The Central Atlantic magmatic province (CAMP) is the Earth's largest continental large igneous province, covering an area of roughly 11 million km2. It is composed mainly of basalt that formed prior to the breakup of Pangaea in the Mesozoic Era, near the end of the Triassic and the beginning of the Jurassic periods. The subsequent breakup of Pangaea created the Atlantic Ocean and provided a legacy of basaltic dikes, sills, and lavas over a vast area around the present central North Atlantic Ocean, including large deposits in northwest Africa, southwest Europe, as well as northeast South and southeast North America (found as continental thoeliitic basalts in subaerial flows and intrusive bodies). The name and CAMP acronym were proposed by Andrea Marzoli (Marzoli et al. 1999) and adopted at a symposium held at the 1999 Spring Meeting of the American Geophysical Union.

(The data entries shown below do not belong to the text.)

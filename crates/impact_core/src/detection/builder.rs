//! Detector construction
//!
//! Capabilities (owner, damage dealer, host object) are resolved once here and
//! stored on the detector, never probed again per tick.

use super::{
    AreaDetector, Detector, DetectorCore, DetectorKind, HitObserver, LineDetector, Piercing,
    PointForwardDetector, SingleTargetDetector, SweptDetector, TerminalCallback, TerminalReport,
    TriggerDetector, TriggerMode,
};
use crate::config::DetectorDefaults;
use crate::damage::DamageDealer;
use crate::error::ImpactError;
use crate::foundation::collections::{ActorId, ObjectHandle, TargetId};
use crate::foundation::math::{try_direction, Vec3};
use crate::physics::HitLayers;
use crate::pool::TeardownPolicy;

/// Builder for [`Detector`]
pub struct DetectorBuilder {
    kind: DetectorKind,
    max_piercing: Option<Option<u32>>,
    pierce_chance: f32,
    check_interval: Option<f32>,
    history_interval: Option<f32>,
    owner: Option<ActorId>,
    dealer: Option<DamageDealer>,
    mask: HitLayers,
    position: Vec3,
    forward: Vec3,
    enabled: bool,
    manual_trigger: bool,
    manual_destroy: bool,
    ignore: Option<TargetId>,
    host: Option<ObjectHandle>,
    teardown: TeardownPolicy,
    observers: Vec<HitObserver>,
    on_terminal: Option<TerminalCallback>,
}

impl DetectorBuilder {
    /// Start from a detection strategy
    pub fn new(kind: DetectorKind) -> Self {
        Self {
            kind,
            max_piercing: None,
            pierce_chance: 100.0,
            check_interval: None,
            history_interval: None,
            owner: None,
            dealer: None,
            mask: HitLayers::default(),
            position: Vec3::zeros(),
            forward: Vec3::z(),
            enabled: true,
            manual_trigger: false,
            manual_destroy: false,
            ignore: None,
            host: None,
            teardown: TeardownPolicy::default(),
            observers: Vec::new(),
            on_terminal: None,
        }
    }

    /// Polyline detector through the given offsets
    pub fn line(points: Vec<Vec3>) -> Self {
        Self::new(DetectorKind::Line(LineDetector::new(points)))
    }

    /// Point-forward raycast detector
    pub fn point_forward(detector: PointForwardDetector) -> Self {
        Self::new(DetectorKind::PointForward(detector))
    }

    /// Swept-sphere detector
    pub fn swept(radius: f32) -> Self {
        Self::new(DetectorKind::Swept(SweptDetector::new(radius)))
    }

    /// Overlap-tracking detector
    pub fn trigger(mode: TriggerMode) -> Self {
        Self::new(DetectorKind::Trigger(TriggerDetector::new(mode)))
    }

    /// Proximity detector bound to one target
    pub fn single_target(radius: f32, target: TargetId) -> Self {
        Self::new(DetectorKind::SingleTarget(SingleTargetDetector::new(radius).with_target(target)))
    }

    /// On-demand area burst
    pub fn area(radius: f32) -> Self {
        Self::new(DetectorKind::Area(AreaDetector::new(radius)))
    }

    /// Finite number of pierces before the terminal hit
    pub fn max_piercing(mut self, max: u32) -> Self {
        self.max_piercing = Some(Some(max));
        self
    }

    /// Pierce without limit
    pub fn infinite_piercing(mut self) -> Self {
        self.max_piercing = Some(None);
        self
    }

    /// Pierce chance in percent (0 disables the roll, 100 always pierces)
    pub fn pierce_chance(mut self, chance: f32) -> Self {
        self.pierce_chance = chance;
        self
    }

    /// Seconds between hit checks (<= 0: every eligible tick)
    pub fn check_interval(mut self, interval: f32) -> Self {
        self.check_interval = Some(interval);
        self
    }

    /// Seconds before the hit history is cleared (<= 0: never)
    pub fn hit_history_interval(mut self, interval: f32) -> Self {
        self.history_interval = Some(interval);
        self
    }

    /// Owning actor
    pub fn owner(mut self, owner: ActorId) -> Self {
        self.owner = Some(owner);
        self
    }

    /// Damage capability
    pub fn dealer(mut self, dealer: DamageDealer) -> Self {
        self.dealer = Some(dealer);
        self
    }

    /// Layers to query
    pub fn mask(mut self, mask: HitLayers) -> Self {
        self.mask = mask;
        self
    }

    /// Initial position
    pub fn at(mut self, position: Vec3) -> Self {
        self.position = position;
        self
    }

    /// Facing used while stationary
    pub fn facing(mut self, forward: Vec3) -> Self {
        self.forward = forward;
        self
    }

    /// Start disabled
    pub fn disabled(mut self) -> Self {
        self.enabled = false;
        self
    }

    /// Detection only runs through `Scheduler::trigger`
    pub fn manual_trigger(mut self) -> Self {
        self.manual_trigger = true;
        self
    }

    /// Defer teardown to the caller
    pub fn manual_destroy(mut self) -> Self {
        self.manual_destroy = true;
        self
    }

    /// Collider never reported as a hit
    pub fn ignore(mut self, target: TargetId) -> Self {
        self.ignore = Some(target);
        self
    }

    /// Host object torn down on retirement
    pub fn host(mut self, host: ObjectHandle) -> Self {
        self.host = Some(host);
        self
    }

    /// Preferred teardown of the host
    pub fn teardown(mut self, policy: TeardownPolicy) -> Self {
        self.teardown = policy;
        self
    }

    /// Attach an on-hit observer
    pub fn observer(mut self, observer: HitObserver) -> Self {
        self.observers.push(observer);
        self
    }

    /// Callback fired once when the detector retires
    pub fn on_terminal<F>(mut self, callback: F) -> Self
    where
        F: FnMut(&TerminalReport) + 'static,
    {
        self.on_terminal = Some(Box::new(callback));
        self
    }

    /// Validate and build
    pub fn build(self, defaults: &DetectorDefaults) -> Result<Detector, ImpactError> {
        match &self.kind {
            DetectorKind::Line(line) => line.validate()?,
            DetectorKind::PointForward(point) => point.validate()?,
            DetectorKind::Swept(swept) => swept.validate()?,
            DetectorKind::Trigger(trigger) => trigger.validate()?,
            DetectorKind::SingleTarget(single) => single.validate()?,
            DetectorKind::Area(area) => area.validate()?,
        }

        let max = if self.kind.is_on_demand() {
            if let Some(Some(max)) = self.max_piercing {
                return Err(ImpactError::InvalidPiercing(format!(
                    "area detectors pierce without limit, got a maximum of {}",
                    max
                )));
            }
            if self.pierce_chance < 100.0 {
                return Err(ImpactError::InvalidPiercing(format!(
                    "area detectors always pierce, got a chance of {}",
                    self.pierce_chance
                )));
            }
            None
        } else {
            self.max_piercing.unwrap_or(Some(0))
        };
        let piercing = Piercing::new(max, self.pierce_chance)?;

        let check_interval = self.check_interval.unwrap_or(defaults.check_interval);
        let history_interval = self.history_interval.unwrap_or(defaults.hit_history_interval);
        if !check_interval.is_finite() || !history_interval.is_finite() {
            return Err(ImpactError::InvalidGeometry("intervals must be finite".to_string()));
        }

        let mut core = DetectorCore::new(piercing, check_interval, history_interval);
        core.enabled = self.enabled;
        core.manual_trigger = self.manual_trigger;
        core.manual_destroy = self.manual_destroy;
        core.owner = self.owner;
        core.dealer = self.dealer;
        core.mask = self.mask;
        core.motion.teleport(self.position);
        core.motion.forward = try_direction(self.forward).unwrap_or_else(Vec3::z);
        core.ignore = self.ignore;
        core.host = self.host;
        core.teardown = self.teardown;
        core.observers = self.observers;
        core.on_terminal = self.on_terminal;

        Ok(Detector { core, kind: self.kind })
    }
}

The CAMP volcanic eruptions occurred about 201 million years ago and split into four pulses lasting for over ~600,000 years. The resulting large igneous province is, in area covered, the most extensive on earth. The volume of magma flow of ~2–3 × 106 km3 makes it one of the most voluminous as well.

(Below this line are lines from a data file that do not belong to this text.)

//! Foundation module - Core utilities and types
//!
//! This module provides fundamental utilities used throughout the engine:
//! - Math types and operations
//! - Stable id types and handle maps
//! - Countdown timers driven by frame delta-time
//! - Logging utilities

pub mod math;
pub mod collections;
pub mod time;
pub mod logging;
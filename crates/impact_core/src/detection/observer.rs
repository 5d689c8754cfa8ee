//! On-hit side effects
//!
//! Observers run after a hit has been consumed by the damage pipeline and before
//! the terminal check. Their output is collected as [`SideEffect`] records for the
//! host to apply.

use crate::damage::Resolution;
use crate::foundation::collections::{DetectorId, ObjectHandle, PrefabId, TargetId};
use crate::foundation::math::Vec3;

/// When an area burst fires
#[derive(Debug, Clone, Copy, PartialEq, Eq)]
pub enum AreaWhen {
    /// On every consumed hit
    OnHit,
    /// Only on the terminal evaluation hit
    OnFinalHit,
}

/// What a consumed hit looked like, handed to notification callbacks
#[derive(Debug, Clone, Copy, PartialEq)]
pub struct HitReport {
    /// Detector that produced the hit
    pub detector: DetectorId,
    /// Target that was hit
    pub target: TargetId,
    /// Contact point
    pub point: Vec3,
    /// Travel or contact direction, if known
    pub direction: Option<Vec3>,
    /// Pipeline outcome
    pub resolution: Resolution,
    /// Whether the hit was flagged final for this tick
    pub final_hit: bool,
}

/// Callback type for [`HitObserver::Notify`]
pub type HitCallback = Box<dyn FnMut(&HitReport)>;

/// Side-effect hook attached to a detector
pub enum HitObserver {
    /// Spawn a prefab at the contact point
    SpawnOnHit {
        /// Prefab to spawn
        prefab: PrefabId,
        /// Only spawn on final hits
        final_only: bool,
    },
    /// Ask the host to break the physical body that was hit
    BreakPhysical {
        /// Impulse magnitude along the hit direction
        impulse: f32,
    },
    /// Fire an on-demand area detector at the contact point
    TriggerArea {
        /// Area detector to fire
        area: DetectorId,
        /// Which hits fire it
        when: AreaWhen,
    },
    /// Generic notification
    Notify(HitCallback),
}

impl std::fmt::Debug for HitObserver {
    fn fmt(&self, f: &mut std::fmt::Formatter<'_>) -> std::fmt::Result {
        match self {
            HitObserver::SpawnOnHit { prefab, final_only } => f
                .debug_struct("SpawnOnHit")
                .field("prefab", prefab)
                .field("final_only", final_only)
                .finish(),
            HitObserver::BreakPhysical { impulse } => {
                f.debug_struct("BreakPhysical").field("impulse", impulse).finish()
            }
            HitObserver::TriggerArea { area, when } => f
                .debug_struct("TriggerArea")
                .field("area", area)
                .field("when", when)
                .finish(),
            HitObserver::Notify(_) => f.write_str("Notify(..)"),
        }
    }
}

/// Effect emitted by an observer for the host to apply
#[derive(Debug, Clone, Copy, PartialEq)]
pub enum SideEffect {
    /// A prefab instance was spawned
    Spawned {
        /// Detector whose hit spawned it
        detector: DetectorId,
        /// Spawned prefab
        prefab: PrefabId,
        /// New instance
        handle: ObjectHandle,
        /// Spawn position
        at: Vec3,
        /// Whether it came from a pool (false: instantiated after exhaustion)
        pooled: bool,
    },
    /// The host should break the body that was hit
    BreakRequested {
        /// Detector whose hit requested it
        detector: DetectorId,
        /// Collider to break
        target: TargetId,
        /// Impulse to apply
        impulse: Vec3,
    },
    /// An area burst was queued
    AreaTriggered {
        /// Detector whose hit fired the area
        instigator: DetectorId,
        /// Area detector
        area: DetectorId,
        /// Burst center
        at: Vec3,
    },
}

This geologic event is associated with the Triassic–Jurassic extinction event.
Although some connections among these basalts had long been recognized, in 1988 they were linked as constituting a single major flood basalt province (Rampino & Stothers 1988). The basaltic sills of similar age (near 200 Ma, or earliest Jurassic) and composition (intermediate-Ti quartz tholeiite) which occur across the vast Amazon River basin of Brazil were linked to the province in 1999 (Marzoli et al. 1999). Remnants of CAMP have been identified on four continents (Africa, Europe, North America and South America) and consist of thoeliitic basalts formed during the opening of the Atlantic Ocean basin during the breakup of the Pangean supercontinent (Blackburn et al. 2013).